Fret not, for all GPS devices available to us civilians are only accurate to within 3 meters or so - the real accuracy of military/surveyor grade GPS is not available in any Garmin device obtainable at Best Buy (>$400 at last check).

The key advancement will be when the accuracy of the current technology improves in the civilian devices - don't hold your breath.

Currently, surveyor grade GPS aka Survey GPS devices cost in range from $9-50k.

Driving to within 3 meters of a destination is not that bad for the price after all, eh?

-- Tom


----------



## JohnWill (Oct 19, 2002)

I don't have to carry my GPS around with me all the time, I can leave it in the car. I also don't have to pay for an expensive data plan to use it.


----------



## Techmonkeys (Feb 10, 2005)

I have just got the new iPhone 3GS and for £30/month it includes unlimited data, so dont think that is an issue.

I will deffinitely be getting the iPhone TomTom when it is release and the cradle. The cradle does soooo much more than just boost your GPS though.

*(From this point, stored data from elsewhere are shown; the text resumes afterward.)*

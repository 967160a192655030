//! Concurrent store of timed boosts.
//!
//! Player boosts live in a per-entity bucket, admin-global boosts in a
//! separate map keyed by category. Reads re-check `now < end` every time, so
//! they are correct even between sweeps; the sweeper only reclaims memory and
//! drives persistence and announcements.
//!
//! No method holds a guard on one map while touching the other, and no
//! method locks two entity buckets at once.

use dashmap::DashMap;
use dashmap::mapref::entry::Entry;

use economy_core::{
    BonusCategory, BoostError, BoostInstance, BoostLookup, BoostScope, EntityId, Timestamp,
};

/// Player-scoped boosts of one entity, in activation order.
///
/// Holds at most one instance per category.
#[derive(Clone, Debug, Default)]
pub struct PlayerBoosts {
    instances: Vec<BoostInstance>,
}

impl PlayerBoosts {
    pub fn get(&self, category: BonusCategory) -> Option<&BoostInstance> {
        self.instances.iter().find(|b| b.category == category)
    }

    pub fn iter(&self) -> impl Iterator<Item = &BoostInstance> {
        self.instances.iter()
    }

    pub fn len(&self) -> usize {
        self.instances.len()
    }

    pub fn is_empty(&self) -> bool {
        self.instances.is_empty()
    }

    /// Inserts `boost`, dropping any previous instance of its category.
    fn replace(&mut self, boost: BoostInstance) {
        self.instances.retain(|b| b.category != boost.category);
        self.instances.push(boost);
    }

    fn remove_expired(&mut self, now: Timestamp) -> Vec<BoostInstance> {
        let (active, expired) = std::mem::take(&mut self.instances)
            .into_iter()
            .partition(|b| b.is_active(now));
        self.instances = active;
        expired
    }
}

/// Player boosts removed from one entity by a sweep.
#[derive(Clone, Debug, PartialEq)]
pub struct ExpiredBoosts {
    pub entity: EntityId,
    pub boosts: Vec<BoostInstance>,
}

/// Outcome of [`TemporalBonusStore::sweep`].
#[derive(Clone, Debug, Default, PartialEq)]
pub struct SweepReport {
    pub players: Vec<ExpiredBoosts>,
    pub admin: Vec<BoostInstance>,
}

impl SweepReport {
    pub fn is_empty(&self) -> bool {
        self.players.is_empty() && self.admin.is_empty()
    }

    /// Entities whose persisted boosts changed.
    pub fn changed_entities(&self) -> impl Iterator<Item = EntityId> + '_ {
        self.players.iter().map(|e| e.entity)
    }

    pub fn removed(&self) -> usize {
        self.admin.len() + self.players.iter().map(|e| e.boosts.len()).sum::<usize>()
    }
}

/// Owner of every live [`BoostInstance`].
#[derive(Debug, Default)]
pub struct TemporalBonusStore {
    players: DashMap<EntityId, PlayerBoosts>,
    admin: DashMap<BonusCategory, BoostInstance>,
}

impl TemporalBonusStore {
    pub fn new() -> Self {
        Self::default()
    }

    /// Starts a timed boost.
    ///
    /// Player scope is rejected with [`BoostError::AlreadyActive`] while a
    /// player boost of the same category is running for `entity`; the
    /// running boost is left untouched. An expired leftover is replaced.
    /// Admin scope ignores `entity` and always replaces the category's
    /// previous global boost.
    pub fn activate(
        &self,
        entity: EntityId,
        category: BonusCategory,
        duration_secs: u64,
        bonus_percent: f64,
        scope: BoostScope,
        now: Timestamp,
    ) -> Result<BoostInstance, BoostError> {
        let boost = BoostInstance::new(category, scope, now, duration_secs, bonus_percent)?;
        match scope {
            BoostScope::Player => self.insert_player(entity, boost),
            BoostScope::AdminGlobal => {
                self.admin.insert(category, boost.clone());
                Ok(boost)
            }
        }
    }

    fn insert_player(
        &self,
        entity: EntityId,
        boost: BoostInstance,
    ) -> Result<BoostInstance, BoostError> {
        let now = boost.start;
        let mut bucket = self.players.entry(entity).or_default();
        if let Some(running) = bucket.get(boost.category)
            && running.is_active(now)
        {
            return Err(BoostError::AlreadyActive {
                entity,
                category: boost.category,
                ends_at: running.end,
            });
        }
        bucket.replace(boost.clone());
        Ok(boost)
    }

    /// True if a player or admin boost of `category` is running for `entity`.
    pub fn is_active(&self, entity: EntityId, category: BonusCategory, now: Timestamp) -> bool {
        self.player_boost(entity, category, now).is_some()
            || self.admin_boost(category, now).is_some()
    }

    /// Running player boosts followed by running admin boosts.
    pub fn list_active(&self, entity: EntityId, now: Timestamp) -> Vec<BoostInstance> {
        let mut active = self.player_boosts(entity, now);
        active.extend(self.admin_boosts(now));
        active
    }

    /// Running player boosts of `entity`, in activation order.
    pub fn player_boosts(&self, entity: EntityId, now: Timestamp) -> Vec<BoostInstance> {
        self.players
            .get(&entity)
            .map(|bucket| bucket.iter().filter(|b| b.is_active(now)).cloned().collect())
            .unwrap_or_default()
    }

    /// Running admin boosts, ordered by category.
    pub fn admin_boosts(&self, now: Timestamp) -> Vec<BoostInstance> {
        let mut boosts: Vec<BoostInstance> = self
            .admin
            .iter()
            .filter(|entry| entry.is_active(now))
            .map(|entry| entry.value().clone())
            .collect();
        boosts.sort_by_key(|b| b.category);
        boosts
    }

    /// Removes every player boost of `entity`, returning what was held.
    pub fn deactivate_all(&self, entity: EntityId) -> Vec<BoostInstance> {
        self.players
            .remove(&entity)
            .map(|(_, bucket)| bucket.instances)
            .unwrap_or_default()
    }

    /// Replaces the player boosts of `entity` with persisted instances.
    ///
    /// Expired instances, admin-scoped instances and repeated categories are
    /// discarded. Returns how many were discarded.
    pub fn load_from(
        &self,
        entity: EntityId,
        instances: impl IntoIterator<Item = BoostInstance>,
        now: Timestamp,
    ) -> usize {
        let mut bucket = PlayerBoosts::default();
        let mut dropped = 0;
        for boost in instances {
            let usable = boost.scope == BoostScope::Player
                && boost.is_active(now)
                && bucket.get(boost.category).is_none();
            if usable {
                bucket.instances.push(boost);
            } else {
                dropped += 1;
            }
        }

        match self.players.entry(entity) {
            Entry::Occupied(entry) if bucket.is_empty() => {
                entry.remove();
            }
            Entry::Occupied(mut entry) => {
                entry.insert(bucket);
            }
            Entry::Vacant(entry) => {
                if !bucket.is_empty() {
                    entry.insert(bucket);
                }
            }
        }
        dropped
    }

    /// Removes every boost with `end <= now`.
    pub fn sweep(&self, now: Timestamp) -> SweepReport {
        let mut report = SweepReport::default();

        self.players.retain(|entity, bucket| {
            let expired = bucket.remove_expired(now);
            if !expired.is_empty() {
                report.players.push(ExpiredBoosts {
                    entity: *entity,
                    boosts: expired,
                });
            }
            !bucket.is_empty()
        });

        self.admin.retain(|_, boost| {
            if boost.is_active(now) {
                true
            } else {
                report.admin.push(boost.clone());
                false
            }
        });

        report.players.sort_by_key(|e| e.entity);
        report.admin.sort_by_key(|b| b.category);
        report
    }

    /// Number of entities holding at least one player boost.
    pub fn tracked_entities(&self) -> usize {
        self.players.len()
    }
}

impl BoostLookup for TemporalBonusStore {
    fn player_boost(
        &self,
        entity: EntityId,
        category: BonusCategory,
        now: Timestamp,
    ) -> Option<f64> {
        self.players
            .get(&entity)
            .and_then(|bucket| bucket.get(category).and_then(|b| b.active_bonus(now)))
    }

    fn admin_boost(&self, category: BonusCategory, now: Timestamp) -> Option<f64> {
        self.admin
            .get(&category)
            .and_then(|boost| boost.active_bonus(now))
    }
}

GPS Receiver built in to enhance Internal GPS (might also work on iPod Touch but not confirmed) 
Charges iPhone 3G and iPhone 3G S 
Built in loud speaker for turn by turn directions 
External microphone for calls 
Built in FM Transmitter for playing music through car stereo 
Can be used in landscape or portrait mode 
Mini USB Charger connection 


So it is effectively a GPS enhancer, a hands free kit, FM trasmitter so you can tune in your car stereo and it will also charge an external USB device for you


----------



## JohnWill (Oct 19, 2002)

A decent data plan here is $60/mo, and that's on top of any cellular phone service. That may not bother you, but it will a vast majority of folks if they don't actually want to carry around a thing three times the size of their existing phone and pay for the privilege. 

I have a phone to make phone calls, and a whole bunch of computers of all sizes to compute with. I don't need my phone to surf the Internet, and I don't need my computer to make phone calls.

One device that does a lot of jobs in a mediocre manner vs. multiple devices that do the jobs well is a no-brainer for me.


----------